[DATA PROVIDED Boundary: Start]

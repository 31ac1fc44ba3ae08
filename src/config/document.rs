// Shared credentials file document
//
// Line-oriented model of the `[profile]` / `key=value` file. Only section
// boundaries are interpreted; everything else is carried as raw text so that
// untouched sections are written back byte-for-byte.

use super::types::Credentials;

/// One `[name]` section with its raw text, header line included
#[derive(Debug, Clone, PartialEq, Eq)]
struct Section {
    name: String,
    /// Separator written before an appended section
    lead: String,
    text: String,
}

/// Parsed credentials file
#[derive(Debug, Clone, Default, PartialEq, Eq)]
pub struct CredentialsDocument {
    /// Text before the first section header
    preamble: String,
    sections: Vec<Section>,
    /// File uses `\r\n` line endings
    crlf: bool,
}

impl CredentialsDocument {
    /// Split `content` into sections. Never fails: lines that are not
    /// headers belong to the preceding section or to the preamble.
    pub fn parse(content: &str) -> Self {
        let mut document = Self {
            crlf: content
                .find('\n')
                .map(|end| content[..end].ends_with('\r'))
                .unwrap_or(false),
            ..Self::default()
        };

        for line in content.split_inclusive('\n') {
            if let Some(name) = parse_header(line) {
                document.sections.push(Section {
                    name: name.to_string(),
                    lead: String::new(),
                    text: line.to_string(),
                });
                continue;
            }

            match document.sections.last_mut() {
                Some(section) => section.text.push_str(line),
                None => document.preamble.push_str(line),
            }
        }

        document
    }

    /// Names of all sections in file order
    pub fn profile_names(&self) -> Vec<&str> {
        self.sections.iter().map(|s| s.name.as_str()).collect()
    }

    pub fn contains(&self, name: &str) -> bool {
        self.sections.iter().any(|s| s.name == name)
    }

    /// Replace the section called `name` in place, or append a new one.
    ///
    /// Later sections with the same name are dropped so that the profile
    /// appears exactly once.
    pub fn upsert(&mut self, name: &str, credentials: &Credentials) {
        let newline = self.newline();
        let rendered = render_section(name, credentials, newline);

        let Some(index) = self.sections.iter().position(|s| s.name == name) else {
            let lead = separator_after(&self.render(), newline);
            self.sections.push(Section {
                name: name.to_string(),
                lead,
                text: rendered,
            });
            return;
        };

        // Keep the blank lines that separated the old section from the next
        let separator = trailing_blank_lines(&self.sections[index].text).to_string();
        self.sections[index].text = rendered + &separator;

        let mut seen = false;
        self.sections.retain(|s| {
            if s.name != name {
                return true;
            }
            let keep = !seen;
            seen = true;
            keep
        });
    }

    /// Serialize back to file text
    pub fn render(&self) -> String {
        let mut out = self.preamble.clone();
        for section in &self.sections {
            out.push_str(&section.lead);
            out.push_str(&section.text);
        }
        out
    }

    /// Line ending used by the parsed file
    fn newline(&self) -> &'static str {
        if self.crlf {
            "\r\n"
        } else {
            "\n"
        }
    }
}

/// Render a section with exactly the three credential keys
fn render_section(name: &str, credentials: &Credentials, newline: &str) -> String {
    format!(
        "[{name}]{nl}aws_access_key_id={}{nl}aws_secret_access_key={}{nl}aws_session_token={}{nl}",
        credentials.access_key_id,
        credentials.secret_access_key,
        credentials.session_token,
        name = name,
        nl = newline,
    )
}

/// Text needed after `existing` so that a new header starts on its own line
/// after a blank line
fn separator_after(existing: &str, newline: &str) -> String {
    let mut separator = String::new();
    if existing.is_empty() {
        return separator;
    }
    if !existing.ends_with('\n') {
        separator.push_str(newline);
    }
    if existing
        .lines()
        .last()
        .map(|line| !line.trim().is_empty())
        .unwrap_or(false)
    {
        separator.push_str(newline);
    }
    separator
}

/// Section name if `line` is a `[name]` header, surrounding whitespace allowed
fn parse_header(line: &str) -> Option<&str> {
    let name = line.trim().strip_prefix('[')?.strip_suffix(']')?.trim();
    if name.is_empty() || name.contains(&['[', ']'][..]) {
        return None;
    }
    Some(name)
}

/// Suffix of `text` made of whitespace-only lines after the last content line
fn trailing_blank_lines(text: &str) -> &str {
    let content_end = text.trim_end().len();
    match text[content_end..].find('\n') {
        Some(newline) => &text[content_end + newline + 1..],
        None => "",
    }
}

#[cfg(test)]
mod tests {
    use super::*;

    fn creds(a: &str, s: &str, t: &str) -> Credentials {
        Credentials::new(a, s, t)
    }

    const EXISTING: &str = "[existingProfile]\n\
aws_access_key_id=existingAccessKeyId\n\
aws_secret_access_key=existingSecretAccessKey\n\
aws_session_token=existingSessionToken\n";

    #[test]
    fn test_parse_headers() {
        let doc = CredentialsDocument::parse(
            "# managed by CI\n\n[default]\nkey=1\n\n  [ other ]  \nkey=2\n",
        );
        assert_eq!(doc.profile_names(), vec!["default", "other"]);
        assert!(doc.contains("other"));
        assert!(!doc.contains("missing"));
    }

    #[test]
    fn test_render_without_changes_is_identity() {
        for content in [
            "",
            "\n\n",
            EXISTING,
            "# comment\n[a]\nx=1\n\n\n[b]\ny=2",
            "[a]\r\nx=1\r\n\r\n[b]\r\ny=2\r\n",
        ] {
            assert_eq!(CredentialsDocument::parse(content).render(), content);
        }
    }

    #[test]
    fn test_append_to_empty() {
        let mut doc = CredentialsDocument::parse("");
        doc.upsert("testProfile", &creds("A", "B", "C"));

        assert_eq!(
            doc.render(),
            "[testProfile]\naws_access_key_id=A\naws_secret_access_key=B\naws_session_token=C\n"
        );
    }

    #[test]
    fn test_append_keeps_existing_profile() {
        let mut doc = CredentialsDocument::parse(EXISTING);
        doc.upsert("testProfile", &creds("A", "B", "C"));

        let rendered = doc.render();
        assert!(rendered.starts_with(EXISTING));
        assert_eq!(
            &rendered[EXISTING.len()..],
            "\n[testProfile]\naws_access_key_id=A\naws_secret_access_key=B\naws_session_token=C\n"
        );
    }

    #[test]
    fn test_append_after_unterminated_line() {
        let mut doc = CredentialsDocument::parse("[a]\nx=1");
        doc.upsert("b", &creds("A", "B", "C"));

        assert!(doc.render().starts_with("[a]\nx=1\n\n[b]\n"));
    }

    #[test]
    fn test_replace_in_place() {
        let content = "[first]\nx=1\n\n[target]\naws_access_key_id=OLD\naws_secret_access_key=OLD\naws_session_token=OLD\n\n[last]\ny=2\n";
        let mut doc = CredentialsDocument::parse(content);
        doc.upsert("target", &creds("NEW1", "NEW2", "NEW3"));

        assert_eq!(
            doc.render(),
            "[first]\nx=1\n\n[target]\naws_access_key_id=NEW1\naws_secret_access_key=NEW2\naws_session_token=NEW3\n\n[last]\ny=2\n"
        );
        assert_eq!(doc.profile_names(), vec!["first", "target", "last"]);
    }

    #[test]
    fn test_replace_drops_extra_keys_and_duplicates() {
        let content = "[target]\naws_access_key_id=OLD\nregion=us-east-1\n\n[other]\nz=9\n\n[target]\naws_access_key_id=DUP\n";
        let mut doc = CredentialsDocument::parse(content);
        doc.upsert("target", &creds("A", "B", "C"));

        let rendered = doc.render();
        assert_eq!(rendered.matches("[target]").count(), 1);
        assert!(!rendered.contains("OLD"));
        assert!(!rendered.contains("DUP"));
        assert!(!rendered.contains("region"));
        assert_eq!(doc.profile_names(), vec!["target", "other"]);
    }

    #[test]
    fn test_indented_hand_edited_file() {
        let content = "\n        [existingProfile]\n        aws_access_key_id=existingAccessKeyId\n        aws_secret_access_key=existingSecretAccessKey\n        aws_session_token=existingSessionToken\n      ";
        let mut doc = CredentialsDocument::parse(content);
        assert_eq!(doc.profile_names(), vec!["existingProfile"]);

        doc.upsert("testProfile", &creds("A", "B", "C"));
        let rendered = doc.render();

        assert!(rendered.starts_with(content));
        assert!(rendered.contains("[testProfile]\naws_access_key_id=A\n"));
    }

    #[test]
    fn test_crlf_file_keeps_line_endings() {
        let content = "[a]\r\nx=1\r\n\r\n[target]\r\naws_access_key_id=OLD\r\n";
        let mut doc = CredentialsDocument::parse(content);
        doc.upsert("target", &creds("A", "B", "C"));
        doc.upsert("added", &creds("D", "E", "F"));

        let rendered = doc.render();
        assert_eq!(
            rendered,
            "[a]\r\nx=1\r\n\r\n\
[target]\r\naws_access_key_id=A\r\naws_secret_access_key=B\r\naws_session_token=C\r\n\r\n\
[added]\r\naws_access_key_id=D\r\naws_secret_access_key=E\r\naws_session_token=F\r\n"
        );
        assert_eq!(rendered.matches('\n').count(), rendered.matches("\r\n").count());
    }

    #[test]
    fn test_header_detection() {
        assert_eq!(parse_header("[default]\n"), Some("default"));
        assert_eq!(parse_header("  [profile dev]  \r\n"), Some("profile dev"));
        assert_eq!(parse_header("[]\n"), None);
        assert_eq!(parse_header("[[nested]]\n"), None);
        assert_eq!(parse_header("key=[value]\n"), None);
    }

    #[test]
    fn test_trailing_blank_lines() {
        assert_eq!(trailing_blank_lines("[a]\nx=1\n\n\n"), "\n\n");
        assert_eq!(trailing_blank_lines("[a]\nx=1\n"), "");
        assert_eq!(trailing_blank_lines("[a]\nx=1"), "");
    }
}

[DATA PROVIDED Boundary: End]

* _WHAT YOU HAVE TO DO_:
How many lines in these records hold the string "derive"? Reply with the number alone.

* _SOLUTION FOR THIS PROBLEM_:
2